§ AIM OF THE EXERCISE
Locate the word "constructors" in the entries below, then gather every line that holds it.

[[ SUPPLIED MATERIAL open ]]

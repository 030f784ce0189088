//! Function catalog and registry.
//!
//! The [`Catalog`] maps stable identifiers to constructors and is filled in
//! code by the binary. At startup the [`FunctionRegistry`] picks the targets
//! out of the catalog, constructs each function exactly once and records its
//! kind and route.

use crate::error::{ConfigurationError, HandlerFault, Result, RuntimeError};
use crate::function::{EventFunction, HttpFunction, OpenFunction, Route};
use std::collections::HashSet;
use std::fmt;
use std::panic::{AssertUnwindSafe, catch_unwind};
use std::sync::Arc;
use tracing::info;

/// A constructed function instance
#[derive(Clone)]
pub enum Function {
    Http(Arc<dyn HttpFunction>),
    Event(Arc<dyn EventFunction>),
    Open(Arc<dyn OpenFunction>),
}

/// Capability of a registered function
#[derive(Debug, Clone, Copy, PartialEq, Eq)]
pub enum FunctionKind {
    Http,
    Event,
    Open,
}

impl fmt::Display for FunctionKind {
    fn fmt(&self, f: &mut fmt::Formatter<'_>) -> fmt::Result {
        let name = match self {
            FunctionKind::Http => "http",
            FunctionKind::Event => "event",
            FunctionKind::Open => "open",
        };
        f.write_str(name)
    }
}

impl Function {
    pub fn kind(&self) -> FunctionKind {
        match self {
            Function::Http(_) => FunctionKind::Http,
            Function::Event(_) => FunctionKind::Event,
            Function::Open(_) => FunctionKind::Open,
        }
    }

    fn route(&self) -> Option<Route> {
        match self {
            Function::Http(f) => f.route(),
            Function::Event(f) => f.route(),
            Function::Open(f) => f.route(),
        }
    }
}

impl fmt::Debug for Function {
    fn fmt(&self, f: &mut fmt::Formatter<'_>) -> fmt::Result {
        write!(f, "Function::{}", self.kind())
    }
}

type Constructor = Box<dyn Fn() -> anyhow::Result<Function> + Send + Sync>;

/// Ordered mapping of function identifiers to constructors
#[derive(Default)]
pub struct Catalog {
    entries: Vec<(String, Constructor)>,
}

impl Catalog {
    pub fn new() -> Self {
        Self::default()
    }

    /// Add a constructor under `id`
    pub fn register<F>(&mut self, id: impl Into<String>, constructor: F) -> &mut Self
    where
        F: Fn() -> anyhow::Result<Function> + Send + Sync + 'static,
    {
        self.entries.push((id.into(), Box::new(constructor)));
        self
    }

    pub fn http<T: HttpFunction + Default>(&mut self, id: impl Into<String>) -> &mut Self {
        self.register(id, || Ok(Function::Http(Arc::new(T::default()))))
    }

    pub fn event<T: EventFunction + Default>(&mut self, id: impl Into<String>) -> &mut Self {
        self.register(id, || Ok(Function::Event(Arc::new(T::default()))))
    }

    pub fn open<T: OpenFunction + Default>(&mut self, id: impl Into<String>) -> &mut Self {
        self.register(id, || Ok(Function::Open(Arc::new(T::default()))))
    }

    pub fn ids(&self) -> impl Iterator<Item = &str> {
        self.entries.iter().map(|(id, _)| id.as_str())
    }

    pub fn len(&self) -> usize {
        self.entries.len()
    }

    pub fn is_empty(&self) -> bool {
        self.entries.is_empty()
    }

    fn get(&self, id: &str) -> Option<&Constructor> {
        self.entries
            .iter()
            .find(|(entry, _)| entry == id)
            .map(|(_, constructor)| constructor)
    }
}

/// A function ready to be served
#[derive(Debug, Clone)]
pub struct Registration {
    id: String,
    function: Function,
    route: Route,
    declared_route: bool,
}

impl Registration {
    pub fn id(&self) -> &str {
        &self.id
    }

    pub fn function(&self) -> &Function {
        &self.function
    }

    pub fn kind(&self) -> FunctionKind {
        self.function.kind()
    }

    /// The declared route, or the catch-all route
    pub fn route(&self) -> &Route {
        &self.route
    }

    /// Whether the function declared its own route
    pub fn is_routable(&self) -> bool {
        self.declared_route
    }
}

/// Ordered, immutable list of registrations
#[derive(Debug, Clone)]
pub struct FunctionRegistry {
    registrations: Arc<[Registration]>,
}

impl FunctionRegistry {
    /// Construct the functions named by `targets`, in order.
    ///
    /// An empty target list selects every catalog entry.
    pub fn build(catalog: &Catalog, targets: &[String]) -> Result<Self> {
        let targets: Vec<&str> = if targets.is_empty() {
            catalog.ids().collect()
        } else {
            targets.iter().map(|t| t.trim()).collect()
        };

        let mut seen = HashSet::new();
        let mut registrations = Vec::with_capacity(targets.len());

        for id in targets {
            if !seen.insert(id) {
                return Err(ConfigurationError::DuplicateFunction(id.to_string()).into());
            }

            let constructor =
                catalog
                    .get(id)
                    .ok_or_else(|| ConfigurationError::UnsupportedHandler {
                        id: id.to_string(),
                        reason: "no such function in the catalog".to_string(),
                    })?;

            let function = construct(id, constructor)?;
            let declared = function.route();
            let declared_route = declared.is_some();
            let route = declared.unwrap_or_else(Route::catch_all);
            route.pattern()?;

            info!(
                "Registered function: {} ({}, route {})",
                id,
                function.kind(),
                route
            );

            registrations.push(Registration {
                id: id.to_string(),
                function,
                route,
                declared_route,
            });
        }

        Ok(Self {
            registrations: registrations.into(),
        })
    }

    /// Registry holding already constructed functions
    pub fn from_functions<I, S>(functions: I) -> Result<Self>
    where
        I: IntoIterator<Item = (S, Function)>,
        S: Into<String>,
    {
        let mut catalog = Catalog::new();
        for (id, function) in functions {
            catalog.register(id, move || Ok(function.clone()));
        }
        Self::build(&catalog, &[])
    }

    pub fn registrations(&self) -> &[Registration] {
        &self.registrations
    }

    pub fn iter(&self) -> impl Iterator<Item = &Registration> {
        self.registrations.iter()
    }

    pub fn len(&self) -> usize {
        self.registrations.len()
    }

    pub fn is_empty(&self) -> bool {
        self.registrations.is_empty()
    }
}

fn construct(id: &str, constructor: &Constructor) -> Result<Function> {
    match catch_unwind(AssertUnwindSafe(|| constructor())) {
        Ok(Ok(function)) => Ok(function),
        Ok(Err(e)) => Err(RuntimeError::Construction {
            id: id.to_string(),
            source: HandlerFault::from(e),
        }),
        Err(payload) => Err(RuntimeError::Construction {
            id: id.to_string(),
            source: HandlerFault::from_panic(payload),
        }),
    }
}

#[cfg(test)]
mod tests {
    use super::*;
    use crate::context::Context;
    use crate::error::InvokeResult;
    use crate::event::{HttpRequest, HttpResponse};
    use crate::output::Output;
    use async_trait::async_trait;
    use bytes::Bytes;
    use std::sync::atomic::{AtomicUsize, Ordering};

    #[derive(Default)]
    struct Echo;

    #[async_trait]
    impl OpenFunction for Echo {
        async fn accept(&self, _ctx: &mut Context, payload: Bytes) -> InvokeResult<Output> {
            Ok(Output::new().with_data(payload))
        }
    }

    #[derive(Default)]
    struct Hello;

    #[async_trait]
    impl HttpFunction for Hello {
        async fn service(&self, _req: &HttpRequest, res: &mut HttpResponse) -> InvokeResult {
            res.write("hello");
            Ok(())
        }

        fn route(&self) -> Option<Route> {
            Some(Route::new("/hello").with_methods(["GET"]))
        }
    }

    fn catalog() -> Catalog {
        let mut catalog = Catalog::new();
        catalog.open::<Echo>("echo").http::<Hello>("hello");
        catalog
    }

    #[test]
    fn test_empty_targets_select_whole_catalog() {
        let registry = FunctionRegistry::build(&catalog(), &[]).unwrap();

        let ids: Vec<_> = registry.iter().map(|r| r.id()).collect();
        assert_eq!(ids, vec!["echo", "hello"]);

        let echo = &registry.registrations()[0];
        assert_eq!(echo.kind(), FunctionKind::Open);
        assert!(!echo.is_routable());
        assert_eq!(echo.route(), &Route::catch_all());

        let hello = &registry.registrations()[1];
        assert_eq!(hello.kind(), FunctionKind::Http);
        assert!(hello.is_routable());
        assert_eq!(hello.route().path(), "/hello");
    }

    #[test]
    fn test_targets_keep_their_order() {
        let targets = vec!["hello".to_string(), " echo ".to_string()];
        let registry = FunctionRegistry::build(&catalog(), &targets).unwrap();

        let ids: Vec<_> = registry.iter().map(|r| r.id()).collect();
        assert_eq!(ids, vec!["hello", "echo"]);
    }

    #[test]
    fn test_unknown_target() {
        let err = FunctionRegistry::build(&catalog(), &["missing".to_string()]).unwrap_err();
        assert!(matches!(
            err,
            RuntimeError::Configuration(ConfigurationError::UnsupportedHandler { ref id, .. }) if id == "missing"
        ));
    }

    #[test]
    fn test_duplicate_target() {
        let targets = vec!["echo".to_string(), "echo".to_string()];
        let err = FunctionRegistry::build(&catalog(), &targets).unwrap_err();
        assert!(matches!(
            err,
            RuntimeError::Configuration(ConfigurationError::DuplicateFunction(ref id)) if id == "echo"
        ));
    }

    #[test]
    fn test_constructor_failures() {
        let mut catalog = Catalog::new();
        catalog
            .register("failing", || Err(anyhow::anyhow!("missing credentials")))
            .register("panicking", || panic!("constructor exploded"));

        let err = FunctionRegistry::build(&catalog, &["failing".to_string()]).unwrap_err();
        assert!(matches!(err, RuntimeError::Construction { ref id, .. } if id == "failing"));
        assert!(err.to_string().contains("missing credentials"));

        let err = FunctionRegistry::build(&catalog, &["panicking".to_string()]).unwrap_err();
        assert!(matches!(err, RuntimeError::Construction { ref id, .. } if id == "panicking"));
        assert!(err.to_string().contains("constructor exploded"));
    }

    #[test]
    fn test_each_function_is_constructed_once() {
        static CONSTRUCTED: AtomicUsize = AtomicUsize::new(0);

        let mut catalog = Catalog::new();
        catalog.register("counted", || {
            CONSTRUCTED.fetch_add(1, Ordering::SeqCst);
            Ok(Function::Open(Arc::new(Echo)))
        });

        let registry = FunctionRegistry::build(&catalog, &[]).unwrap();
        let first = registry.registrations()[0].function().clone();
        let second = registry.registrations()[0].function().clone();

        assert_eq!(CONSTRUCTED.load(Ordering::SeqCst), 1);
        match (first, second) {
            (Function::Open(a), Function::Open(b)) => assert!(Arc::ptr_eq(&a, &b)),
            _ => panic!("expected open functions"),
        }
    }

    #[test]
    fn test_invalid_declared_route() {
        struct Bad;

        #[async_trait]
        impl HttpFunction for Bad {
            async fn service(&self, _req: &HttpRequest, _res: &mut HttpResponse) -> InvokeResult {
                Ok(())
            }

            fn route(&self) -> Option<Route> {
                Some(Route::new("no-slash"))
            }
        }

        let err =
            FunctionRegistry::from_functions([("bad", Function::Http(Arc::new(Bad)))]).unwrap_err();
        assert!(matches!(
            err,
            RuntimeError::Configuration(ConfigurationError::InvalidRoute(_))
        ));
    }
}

[[ SUPPLIED MATERIAL closed ]]
[[ SUPPLIED MATERIAL open ]]

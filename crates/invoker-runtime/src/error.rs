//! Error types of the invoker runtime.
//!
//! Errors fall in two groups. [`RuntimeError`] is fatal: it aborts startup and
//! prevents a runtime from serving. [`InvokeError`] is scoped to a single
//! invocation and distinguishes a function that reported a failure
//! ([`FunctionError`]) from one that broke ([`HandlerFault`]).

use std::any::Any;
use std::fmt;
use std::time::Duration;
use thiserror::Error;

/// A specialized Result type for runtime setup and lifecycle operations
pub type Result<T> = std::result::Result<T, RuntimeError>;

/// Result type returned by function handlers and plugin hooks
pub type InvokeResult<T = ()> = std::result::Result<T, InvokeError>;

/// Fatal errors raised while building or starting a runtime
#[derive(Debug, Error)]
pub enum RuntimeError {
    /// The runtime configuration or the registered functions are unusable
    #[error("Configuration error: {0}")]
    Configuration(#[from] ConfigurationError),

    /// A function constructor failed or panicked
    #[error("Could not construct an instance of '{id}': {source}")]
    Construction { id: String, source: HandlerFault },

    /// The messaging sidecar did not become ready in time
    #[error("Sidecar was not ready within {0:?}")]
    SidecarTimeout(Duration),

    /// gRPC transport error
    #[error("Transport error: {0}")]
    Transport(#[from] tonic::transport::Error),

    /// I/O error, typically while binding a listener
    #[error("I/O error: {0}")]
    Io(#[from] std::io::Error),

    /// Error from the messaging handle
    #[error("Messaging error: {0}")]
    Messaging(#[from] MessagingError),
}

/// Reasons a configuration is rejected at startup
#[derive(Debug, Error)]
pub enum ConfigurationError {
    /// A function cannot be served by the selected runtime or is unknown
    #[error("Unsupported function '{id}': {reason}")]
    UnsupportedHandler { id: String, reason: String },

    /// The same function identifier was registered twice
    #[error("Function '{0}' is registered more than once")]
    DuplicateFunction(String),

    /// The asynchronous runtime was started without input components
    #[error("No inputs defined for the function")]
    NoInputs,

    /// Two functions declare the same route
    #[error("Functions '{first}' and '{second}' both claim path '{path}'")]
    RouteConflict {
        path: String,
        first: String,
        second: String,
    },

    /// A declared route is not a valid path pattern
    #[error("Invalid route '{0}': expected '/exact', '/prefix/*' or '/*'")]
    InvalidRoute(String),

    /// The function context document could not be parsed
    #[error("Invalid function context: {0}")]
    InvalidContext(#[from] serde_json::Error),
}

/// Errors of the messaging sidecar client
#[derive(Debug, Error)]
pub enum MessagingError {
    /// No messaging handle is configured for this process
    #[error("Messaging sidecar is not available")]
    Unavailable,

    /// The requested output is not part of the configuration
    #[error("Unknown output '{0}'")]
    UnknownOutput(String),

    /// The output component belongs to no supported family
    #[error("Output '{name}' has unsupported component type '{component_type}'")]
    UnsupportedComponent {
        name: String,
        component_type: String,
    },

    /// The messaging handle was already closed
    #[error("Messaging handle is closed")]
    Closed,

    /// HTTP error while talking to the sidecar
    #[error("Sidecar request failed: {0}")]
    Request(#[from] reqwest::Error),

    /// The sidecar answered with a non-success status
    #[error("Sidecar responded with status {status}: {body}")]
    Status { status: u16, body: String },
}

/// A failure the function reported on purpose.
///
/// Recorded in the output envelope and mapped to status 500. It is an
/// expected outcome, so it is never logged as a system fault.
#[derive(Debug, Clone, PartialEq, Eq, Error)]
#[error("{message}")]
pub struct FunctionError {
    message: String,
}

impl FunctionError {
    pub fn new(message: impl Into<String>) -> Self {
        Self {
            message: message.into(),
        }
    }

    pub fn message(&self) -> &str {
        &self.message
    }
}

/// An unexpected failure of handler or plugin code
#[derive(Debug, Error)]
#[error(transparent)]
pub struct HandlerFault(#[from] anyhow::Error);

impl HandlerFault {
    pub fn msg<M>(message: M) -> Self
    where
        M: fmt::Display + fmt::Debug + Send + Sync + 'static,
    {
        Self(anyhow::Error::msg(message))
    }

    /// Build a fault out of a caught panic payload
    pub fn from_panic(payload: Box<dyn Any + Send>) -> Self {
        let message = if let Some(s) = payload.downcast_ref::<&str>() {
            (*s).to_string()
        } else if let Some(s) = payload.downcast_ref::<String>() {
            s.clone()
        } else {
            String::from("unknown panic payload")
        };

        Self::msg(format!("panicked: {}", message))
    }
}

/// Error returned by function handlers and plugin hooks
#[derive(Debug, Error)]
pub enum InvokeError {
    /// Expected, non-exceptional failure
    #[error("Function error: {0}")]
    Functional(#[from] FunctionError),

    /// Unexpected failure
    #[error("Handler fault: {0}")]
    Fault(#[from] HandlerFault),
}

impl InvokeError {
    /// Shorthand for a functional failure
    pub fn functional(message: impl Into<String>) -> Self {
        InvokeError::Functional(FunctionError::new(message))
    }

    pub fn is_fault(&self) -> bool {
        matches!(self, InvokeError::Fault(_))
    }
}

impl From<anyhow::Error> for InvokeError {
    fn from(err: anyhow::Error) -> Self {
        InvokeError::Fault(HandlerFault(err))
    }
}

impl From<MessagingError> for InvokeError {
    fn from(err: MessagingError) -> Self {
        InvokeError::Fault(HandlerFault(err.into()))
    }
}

[[ SUPPLIED MATERIAL closed ]]

§ ANSWER BELOW
//! The [`Catalog`] maps stable identifiers to constructors and is filled in
/// Ordered mapping of function identifiers to constructors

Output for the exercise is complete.